Got table, PLT table, code segment reposition, data segment reposition--linux dynamic Connection principle __linux

Source: Internet
Author: User
Linux Dynamic Connection principle

Note:

The following connectors are used to refer to the LD,

and the loader refers to the ld-linux.so;

1 got table;

Each entry in the GOT (Global Offset table) table is the address of a global variable or function to be referenced by this run module. You can use the Got table to refer to global variables or functions indirectly, or you can use the first address of the Got table as a datum, referencing static variables and static functions with offsets relative to that datum. Because the loader does not load the running module to a fixed address, the absolute address and relative position of each running module is different in the address space of the different processes. This difference is reflected in the Got table, where each running module of each process has a separate got table, so the got table cannot be shared between processes.
On the x86 architecture, the first address of the got table of this running module is always kept in the X register. The compiler generates a small piece of code at the entrance of each function to initialize the X register. This step is necessary, otherwise, if the call to the function comes from another running module, X is the Got table address of the caller module , and no reinitialization of x is used to refer to global variables and functions, of course, an error.
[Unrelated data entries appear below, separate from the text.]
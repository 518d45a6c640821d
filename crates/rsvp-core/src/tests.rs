//! Submitter and listing behaviour against an in-memory counting store.

use std::sync::{
  Arc, Mutex,
  atomic::{AtomicUsize, Ordering},
};

use chrono::{DateTime, Duration, Utc};
use uuid::Uuid;

use crate::{
  Error, ErrorKind,
  listing::{Listing, Tally},
  record::{Attendance, CandidateRsvp, NewRsvp, RsvpRecord},
  store::{RecordStore, StoreError, StoreErrorKind},
  submit::Submitter,
};

// ─── Fake store ──────────────────────────────────────────────────────────────

#[derive(Debug, thiserror::Error)]
#[error("fake store error: {kind:?}")]
struct FakeError {
  kind: StoreErrorKind,
}

impl StoreError for FakeError {
  fn kind(&self) -> StoreErrorKind { self.kind }
}

#[derive(Default)]
struct FakeStore {
  unconfigured: bool,
  /// Simulates a lost race: the lookup never sees the existing record.
  blind_lookup: bool,
  fail_with:    Option<StoreErrorKind>,
  records:      Mutex<Vec<RsvpRecord>>,
  lookups:      AtomicUsize,
  creates:      AtomicUsize,
  lists:        AtomicUsize,
}

impl FakeStore {
  fn with_records(records: Vec<RsvpRecord>) -> Self {
    Self { records: Mutex::new(records), ..Self::default() }
  }

  fn calls(&self) -> (usize, usize, usize) {
    (
      self.lookups.load(Ordering::SeqCst),
      self.creates.load(Ordering::SeqCst),
      self.lists.load(Ordering::SeqCst),
    )
  }

  fn fail(&self) -> Result<(), FakeError> {
    match self.fail_with {
      Some(kind) => Err(FakeError { kind }),
      None => Ok(()),
    }
  }
}

impl RecordStore for FakeStore {
  type Error = FakeError;

  fn configured(&self) -> bool { !self.unconfigured }

  async fn find_by_identity(
    &self,
    identity_number: &str,
  ) -> Result<Option<RsvpRecord>, FakeError> {
    self.lookups.fetch_add(1, Ordering::SeqCst);
    self.fail()?;
    if self.blind_lookup {
      return Ok(None);
    }
    let records = self.records.lock().unwrap();
    Ok(
      records
        .iter()
        .find(|r| r.identity_number.as_deref() == Some(identity_number))
        .cloned(),
    )
  }

  async fn create(&self, input: NewRsvp) -> Result<RsvpRecord, FakeError> {
    self.creates.fetch_add(1, Ordering::SeqCst);
    self.fail()?;
    let mut records = self.records.lock().unwrap();
    if input.identity_number.is_some()
      && records.iter().any(|r| r.identity_number == input.identity_number)
    {
      return Err(FakeError { kind: StoreErrorKind::DuplicateIdentity });
    }
    let record = RsvpRecord {
      id:              Uuid::new_v4(),
      first_name:      input.first_name,
      last_name:       input.last_name,
      phone:           input.phone,
      identity_number: input.identity_number,
      attending:       input.attending,
      created_at:      Utc::now(),
    };
    records.push(record.clone());
    Ok(record)
  }

  async fn list_all(&self) -> Result<Vec<RsvpRecord>, FakeError> {
    self.lists.fetch_add(1, Ordering::SeqCst);
    self.fail()?;
    Ok(self.records.lock().unwrap().clone())
  }
}

// ─── Helpers ─────────────────────────────────────────────────────────────────

fn attending(identity: &str) -> CandidateRsvp {
  CandidateRsvp {
    first_name:      "Sofía".into(),
    last_name:       "Rodríguez".into(),
    phone:           "+598 99 999 999".into(),
    identity_number: identity.into(),
    attending:       "yes".into(),
  }
}

fn declined() -> CandidateRsvp {
  CandidateRsvp {
    first_name: "Martín".into(),
    last_name:  "Silva".into(),
    attending:  "no".into(),
    ..CandidateRsvp::default()
  }
}

fn stored(attending: Attendance, identity: Option<&str>, at: DateTime<Utc>) -> RsvpRecord {
  RsvpRecord {
    id:              Uuid::new_v4(),
    first_name:      "Guest".into(),
    last_name:       "Name".into(),
    phone:           identity.map(|_| "099123456".into()),
    identity_number: identity.map(str::to_owned),
    attending,
    created_at:      at,
  }
}

// ─── Submission ──────────────────────────────────────────────────────────────

#[tokio::test]
async fn valid_attending_rsvp_is_stored_normalized() {
  let store = Arc::new(FakeStore::default());
  let submitter = Submitter::new(store.clone());

  let record = submitter.submit(attending("1.234.567")).await;
  // Dots are not digits, so the raw value fails the identity check.
  assert!(matches!(record, Err(Error::InvalidIdentityFormat)));

  let record = submitter.submit(attending("12345678")).await.unwrap();
  assert_eq!(record.phone.as_deref(), Some("59899999999"));
  assert_eq!(record.identity_number.as_deref(), Some("12345678"));
  assert_eq!(record.attending, Attendance::Yes);
  assert_eq!(store.calls(), (1, 1, 0));
}

#[tokio::test]
async fn invalid_candidates_never_touch_the_store() {
  let store = Arc::new(FakeStore::default());
  let submitter = Submitter::new(store.clone());

  let mut missing_name = declined();
  missing_name.first_name.clear();
  let mut missing_contact = attending("12345678");
  missing_contact.phone.clear();
  let mut bad_phone = attending("12345678");
  bad_phone.phone = "abc".into();
  let bad_identity = attending("123456789");

  let cases = [
    (missing_name, ErrorKind::MissingRequiredField),
    (missing_contact, ErrorKind::MissingContactInfo),
    (bad_phone, ErrorKind::InvalidPhoneFormat),
    (bad_identity, ErrorKind::InvalidIdentityFormat),
  ];
  for (candidate, expected) in cases {
    let err = submitter.submit(candidate).await.unwrap_err();
    assert_eq!(err.kind(), expected);
    assert!(err.is_user_correctable());
  }
  assert_eq!(store.calls(), (0, 0, 0));
}

#[tokio::test]
async fn duplicate_identity_is_rejected_without_write() {
  let existing = stored(Attendance::Yes, Some("12345678"), Utc::now());
  let store = Arc::new(FakeStore::with_records(vec![existing]));
  let submitter = Submitter::new(store.clone());

  let mut other_guest = attending("12345678");
  other_guest.first_name = "Otra".into();
  other_guest.last_name = "Persona".into();

  let err = submitter.submit(other_guest).await.unwrap_err();
  assert!(matches!(err, Error::DuplicateIdentity));
  assert_eq!(store.calls(), (1, 0, 0));
  assert_eq!(store.records.lock().unwrap().len(), 1);
}

#[tokio::test]
async fn store_side_conflict_maps_to_duplicate_identity() {
  let existing = stored(Attendance::Yes, Some("12345678"), Utc::now());
  let store = Arc::new(FakeStore {
    blind_lookup: true,
    ..FakeStore::with_records(vec![existing])
  });
  let submitter = Submitter::new(store.clone());

  let err = submitter.submit(attending("12345678")).await.unwrap_err();
  assert!(matches!(err, Error::DuplicateIdentity));
  assert_eq!(store.records.lock().unwrap().len(), 1);
}

#[tokio::test]
async fn declined_rsvp_skips_lookup_and_appears_in_listing() {
  let store = Arc::new(FakeStore::default());
  let submitter = Submitter::new(store.clone());
  let listing = Listing::new(store.clone());

  let record = submitter.submit(declined()).await.unwrap();
  assert_eq!(record.attending, Attendance::No);
  assert_eq!(record.phone, None);
  assert_eq!(record.identity_number, None);
  assert_eq!(store.calls(), (0, 1, 0));

  let loaded = listing.load().await.unwrap();
  assert_eq!(loaded.records, vec![record]);
}

#[tokio::test]
async fn store_write_failure_is_reported_as_write_error() {
  let store = Arc::new(FakeStore {
    fail_with: Some(StoreErrorKind::Other),
    ..FakeStore::default()
  });
  let err = Submitter::new(store).submit(declined()).await.unwrap_err();
  assert_eq!(err.kind(), ErrorKind::WriteError);
  assert!(!err.is_user_correctable());
}

#[tokio::test]
async fn unreachable_store_on_lookup_is_store_unavailable() {
  let store = Arc::new(FakeStore {
    fail_with: Some(StoreErrorKind::Unavailable),
    ..FakeStore::default()
  });
  let err = Submitter::new(store.clone())
    .submit(attending("12345678"))
    .await
    .unwrap_err();
  assert!(matches!(err, Error::StoreUnavailable));
  assert_eq!(store.calls(), (1, 0, 0));
}

// ─── Unconfigured store ──────────────────────────────────────────────────────

#[tokio::test]
async fn unconfigured_store_fails_before_validation() {
  let store = Arc::new(FakeStore { unconfigured: true, ..FakeStore::default() });

  // Empty candidate would otherwise be MissingRequiredField.
  let err = Submitter::new(store.clone())
    .submit(CandidateRsvp::default())
    .await
    .unwrap_err();
  assert!(matches!(err, Error::StoreUnavailable));

  let err = Listing::new(store.clone()).load().await.unwrap_err();
  assert!(matches!(err, Error::StoreUnavailable));

  assert_eq!(store.calls(), (0, 0, 0));
}

// ─── Listing ─────────────────────────────────────────────────────────────────

#[tokio::test]
async fn listing_is_newest_first() {
  let t1 = Utc::now() - Duration::minutes(30);
  let t2 = t1 + Duration::minutes(10);
  let t3 = t2 + Duration::minutes(10);
  let r1 = stored(Attendance::Yes, Some("1"), t1);
  let r2 = stored(Attendance::No, None, t2);
  let r3 = stored(Attendance::Yes, Some("3"), t3);

  let store = Arc::new(FakeStore::with_records(vec![r2.clone(), r1.clone(), r3.clone()]));
  let records = Listing::new(store).records().await.unwrap();

  let ids: Vec<_> = records.iter().map(|r| r.id).collect();
  assert_eq!(ids, vec![r3.id, r2.id, r1.id]);
}

#[tokio::test]
async fn listing_keeps_store_order_for_equal_timestamps() {
  let at = Utc::now();
  let a = stored(Attendance::Yes, Some("1"), at);
  let b = stored(Attendance::No, None, at);

  let store = Arc::new(FakeStore::with_records(vec![b.clone(), a.clone()]));
  let records = Listing::new(store).records().await.unwrap();
  assert_eq!(records, vec![b, a]);
}

#[tokio::test]
async fn tally_counts_attendance() {
  let now = Utc::now();
  let records: Vec<_> = [
    Attendance::Yes,
    Attendance::No,
    Attendance::Yes,
    Attendance::No,
    Attendance::Yes,
  ]
  .into_iter()
  .enumerate()
  .map(|(i, a)| stored(a, None, now - Duration::seconds(i as i64)))
  .collect();

  let store = Arc::new(FakeStore::with_records(records));
  let loaded = Listing::new(store).load().await.unwrap();
  assert_eq!(
    loaded.tally,
    Tally { total: 5, attending: 3, not_attending: 2 }
  );
}

#[tokio::test]
async fn empty_listing_is_not_an_error() {
  let store = Arc::new(FakeStore::default());
  let loaded = Listing::new(store).load().await.unwrap();
  assert!(loaded.records.is_empty());
  assert_eq!(loaded.tally, Tally::default());
}

#[tokio::test]
async fn fetch_failure_returns_no_partial_data() {
  let store = Arc::new(FakeStore {
    fail_with: Some(StoreErrorKind::Other),
    ..FakeStore::with_records(vec![stored(Attendance::No, None, Utc::now())])
  });
  let err = Listing::new(store).load().await.unwrap_err();
  assert_eq!(err.kind(), ErrorKind::FetchError);
}

// ─── Wire shapes ─────────────────────────────────────────────────────────────

#[test]
fn attendance_accepts_spanish_yes() {
  let a: Attendance = serde_json::from_str("\"si\"").unwrap();
  assert_eq!(a, Attendance::Yes);
  assert_eq!(serde_json::to_string(&Attendance::No).unwrap(), "\"no\"");
  assert_eq!(Attendance::parse(" Sí "), Some(Attendance::Yes));
  assert_eq!(Attendance::parse(""), None);
}

#[test]
fn error_kinds_serialise_snake_case() {
  assert_eq!(
    serde_json::to_string(&ErrorKind::DuplicateIdentity).unwrap(),
    "\"duplicate_identity\""
  );
  assert!(!ErrorKind::StoreUnavailable.user_message().is_empty());
}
The two paragraphs mean that got is a mapping table, where the content is the address map of the external symbols that are referenced in this code, such as you used a printf function, where there is an assumption of 1000, just like this:

. Got

Symbolic Address

Printf 1000

 

.....

in this case, the program will look for this address 1000 to go to its actual code when it runs to printf.

But there's a problem here, because printf is in a shared library, and the shared library doesn't have a fixed address when it loads, so you don't know if its address is 1000 or 2000. How to do it.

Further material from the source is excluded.